Discover Microbe Size and Abundance

In this section,you will learn about how small microbes really are…

Bigger is better, right? Well, if we’re talking about desserts and bank accounts many people would probably agree with that statement.
But, what about things that are small – really small? Are they important, valuable or interesting? If we are talking about living organisms on our planet then the answer is YES! If those organisms are in the ocean definitely, yes.

What comes to your mind when you think of life in the ocean? Many people immediately think of whales, dolphins, sharks, sea turtles, seals, sea otters or other animals. Sure, these animals are cool, but they all have something else in common, they are all MACRO organisms. This means they are BIG and able to be seen by the human eye.

Is there life in the sea that you cannot see? Yes, these are called micro organisms. Microbes (both those on land and in the water) are organisms so small you need equipment to view them.

Let’s start here…

How wide do you think a human hair is? In other words, not how long (like hair of a rock star or your sister), but how thick?

A. 1 m
B. 1 cm
C. 1 mm
D. 0.1 mm

Right…0.1 mm. Meaning, if you were to look at one millimeter on a ruler and then slice it into ten pieces, each piece would be 0.1 mm. An average hair is about that size.
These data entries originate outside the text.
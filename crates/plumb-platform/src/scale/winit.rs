use plumb_geom::ScaleProvider;
use winit::event_loop::ActiveEventLoop;
use winit::monitor::MonitorHandle;
use winit::window::Window;

/// Converts a winit scale factor; non-finite or non-positive factors are
/// reported as absent.
pub fn scale_from_factor(factor: f64) -> Option<f32> {
    if factor.is_finite() && factor > 0.0 {
        Some(factor as f32)
    } else {
        None
    }
}

/// Scale of the monitor a window currently sits on.
///
/// Queried on every call, so a window dragged to another display picks up
/// the new ratio on the next snap.
#[derive(Debug, Clone, Copy)]
pub struct WindowScale<'a>(pub &'a Window);

impl ScaleProvider for WindowScale<'_> {
    fn scale(&self) -> Option<f32> {
        scale_from_factor(self.0.scale_factor())
    }
}

/// Scale of a specific monitor, or none when there is no monitor.
#[derive(Debug, Clone)]
pub struct MonitorScale(pub Option<MonitorHandle>);

impl MonitorScale {
    /// The platform's primary ("main") screen. Some platforms (Wayland)
    /// have no notion of one and report none.
    pub fn primary(event_loop: &ActiveEventLoop) -> Self {
        Self(event_loop.primary_monitor())
    }

    /// The monitor `window` is on, if the platform can tell.
    pub fn current(window: &Window) -> Self {
        Self(window.current_monitor())
    }
}

impl ScaleProvider for MonitorScale {
    fn scale(&self) -> Option<f32> {
        let monitor = self.0.as_ref()?;
        scale_from_factor(monitor.scale_factor())
    }
}

#[cfg(test)]
mod tests {
    use super::*;

    #[test]
    fn usable_factors_pass_through() {
        assert_eq!(scale_from_factor(1.0), Some(1.0));
        assert_eq!(scale_from_factor(2.0), Some(2.0));
        assert_eq!(scale_from_factor(1.25), Some(1.25));
    }

    #[test]
    fn unusable_factors_are_absent() {
        assert_eq!(scale_from_factor(0.0), None);
        assert_eq!(scale_from_factor(-2.0), None);
        assert_eq!(scale_from_factor(f64::NAN), None);
        assert_eq!(scale_from_factor(f64::INFINITY), None);
    }

    #[test]
    fn missing_monitor_has_no_scale() {
        assert_eq!(MonitorScale(None).scale(), None);
    }
}
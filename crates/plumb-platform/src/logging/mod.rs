//! Logging utilities.
//!
//! Library crates only use the `log` facade; binaries call
//! [`init_logging`] once to install the `env_logger` backend.

mod init;

pub use init::{init_logging, LoggingConfig, LOG_ENV};
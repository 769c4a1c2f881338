//! Device-pixel snapping.
//!
//! Maps continuous logical coordinates onto the physical pixel grid of the
//! current device: multiply by the scale, round, divide back. Without a
//! scale every component is truncated toward zero instead.

mod grid;
mod policy;

pub use grid::{PixelGrid, PixelSnap};
pub use policy::{RectSnap, Rounding};

use crate::coords::CoordinateSpace;
use crate::scale::ScaleProvider;

/// Snaps `value` in a Y-down space, asking `provider` for the scale now.
#[inline]
pub fn snap<T, P>(value: T, provider: &P, policy: T::Policy) -> T
where
    T: PixelSnap,
    P: ScaleProvider + ?Sized,
{
    snap_in(value, provider, CoordinateSpace::YDown, policy)
}

/// Like [`snap`] with an explicit coordinate space.
#[inline]
pub fn snap_in<T, P>(value: T, provider: &P, space: CoordinateSpace, policy: T::Policy) -> T
where
    T: PixelSnap,
    P: ScaleProvider + ?Sized,
{
    PixelGrid::from_provider(provider, space).snap(value, policy)
}
use anyhow::{Context, Result};

use winit::application::ApplicationHandler;
use winit::dpi::LogicalSize;
use winit::event::WindowEvent;
use winit::event_loop::{ActiveEventLoop, ControlFlow, EventLoop};
use winit::window::{Window, WindowId};

use plumb_geom::{CoordinateSpace, PixelGrid, RectSnap, ScaleProvider, Size};
use plumb_platform::scale::{MonitorScale, WindowScale};

use crate::layout::Layout;

/// Window and snapping configuration.
#[derive(Debug, Clone)]
pub struct StudioConfig {
    pub title: String,
    pub initial_size: LogicalSize<f64>,
    pub space: CoordinateSpace,
    pub rect_policy: RectSnap,
}

impl Default for StudioConfig {
    fn default() -> Self {
        Self {
            title: "plumb studio".to_string(),
            initial_size: LogicalSize::new(801.0, 603.0),
            space: CoordinateSpace::YDown,
            rect_policy: RectSnap::Extend,
        }
    }
}

/// Entry point: runs the event loop until the window closes.
pub fn run(config: StudioConfig) -> Result<()> {
    let event_loop = EventLoop::new().context("failed to create winit EventLoop")?;
    let mut state = StudioState::new(config);

    event_loop
        .run_app(&mut state)
        .context("winit event loop terminated with error")?;

    Ok(())
}

struct StudioState {
    config: StudioConfig,
    window: Option<Window>,
    last: Option<Layout>,
}

impl StudioState {
    fn new(config: StudioConfig) -> Self {
        Self { config, window: None, last: None }
    }

    fn create_window(&mut self, event_loop: &ActiveEventLoop) -> Result<()> {
        let attrs = Window::default_attributes()
            .with_title(self.config.title.clone())
            .with_inner_size(self.config.initial_size);

        let window = event_loop
            .create_window(attrs)
            .context("failed to create window")?;

        let primary = MonitorScale::primary(event_loop);
        match primary.scale() {
            Some(s) => log::info!("primary monitor scale: {s}"),
            None => log::info!("no primary monitor scale; snapping may truncate"),
        }

        log::debug!("window monitor scale: {:?}", MonitorScale::current(&window).scale());

        self.window = Some(window);
        Ok(())
    }

    /// Rebuilds and snaps the layout against the window's current scale.
    fn relayout(&mut self) {
        let Some(window) = self.window.as_ref() else {
            return;
        };

        let scale = window.scale_factor();
        let logical: LogicalSize<f64> = window.inner_size().to_logical(scale);
        let viewport = Size::new(logical.width as f32, logical.height as f32);

        let layout = Layout::build(viewport, self.config.space);
        let grid = PixelGrid::from_provider(&WindowScale(window), self.config.space);
        let snapped = layout.snapped(grid, self.config.rect_policy);

        if self.last == Some(snapped) {
            return;
        }

        log::info!(
            "layout for {}x{} @ {:?} ({:?})",
            viewport.width,
            viewport.height,
            grid.scale(),
            self.config.rect_policy,
        );
        for ((name, before), (_, after)) in layout.named().into_iter().zip(snapped.named()) {
            log::info!("  {name:<6} {before:?} -> {after:?}");
        }

        self.last = Some(snapped);
    }
}

impl ApplicationHandler for StudioState {
    fn resumed(&mut self, event_loop: &ActiveEventLoop) {
        if self.window.is_some() {
            return;
        }

        if let Err(e) = self.create_window(event_loop) {
            log::error!("failed to create initial window: {e:#}");
            event_loop.exit();
            return;
        }

        event_loop.set_control_flow(ControlFlow::Wait);
        self.relayout();
    }

    fn window_event(
        &mut self,
        event_loop: &ActiveEventLoop,
        _window_id: WindowId,
        event: WindowEvent,
    ) {
        match event {
            WindowEvent::CloseRequested => {
                self.window = None;
                event_loop.exit();
            }

            // A scale change can leave the logical size untouched.
            WindowEvent::Resized(_) | WindowEvent::ScaleFactorChanged { .. } => {
                self.relayout();
            }

            _ => {}
        }
    }
}
//! Anchor alignment.
//!
//! Moves one rect along a single axis so that one of its anchor lines
//! (leading edge, center, trailing edge) lands on an anchor line of a
//! reference rect. Size and the position on the other axis are kept.

mod anchor;
mod engine;

pub use anchor::{Anchor, Axis, HorizontalAnchor, VerticalAnchor};
pub use engine::align;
How small do organisms really get and if you can’t easily see them, how do you find out about them?

Viewing Marine Microbes

Usually, we use a magnifying glass or a light microscope to enlarge whatever it is we are trying to see. Some things are so small that traditional microscopes cannot even see them.

Scientists then use a scanning electron microscope (SEM for short) that creates a magnified image by using electrons instead of light waves. Using this method, marine microbes and other microscopic objects can be magnified more than 200,000 times! Another advantage of the SEM is that it creates
3-D images, whereas traditional light microscopes allow you only to see the surface of the image you are viewing.

The pictures below show two common marine microbes taken with a SEM. The image on the left is a diatom, magnified at 500x. It is a single-celled plant that is abundant in both marine and freshwater environments.

The image on the right is a photo of a radiolarian magnified 750x. It is a free-floating microbe that feeds on phytoplankton (such as diatoms) and bacteria.

Marine Diatom (magnification x500)


Marine Radiolarian (magnification x750)


How Many Are There?

Now that you understand how small microbes are, let’s try to picture how many are in the water.

Think of a 2-liter bottle of soda ~ if you go to the beach and fill the bottle with ocean water, chances are you have scooped up over 2 billion microbes, that’s 2,000,000,000 in just one bottle!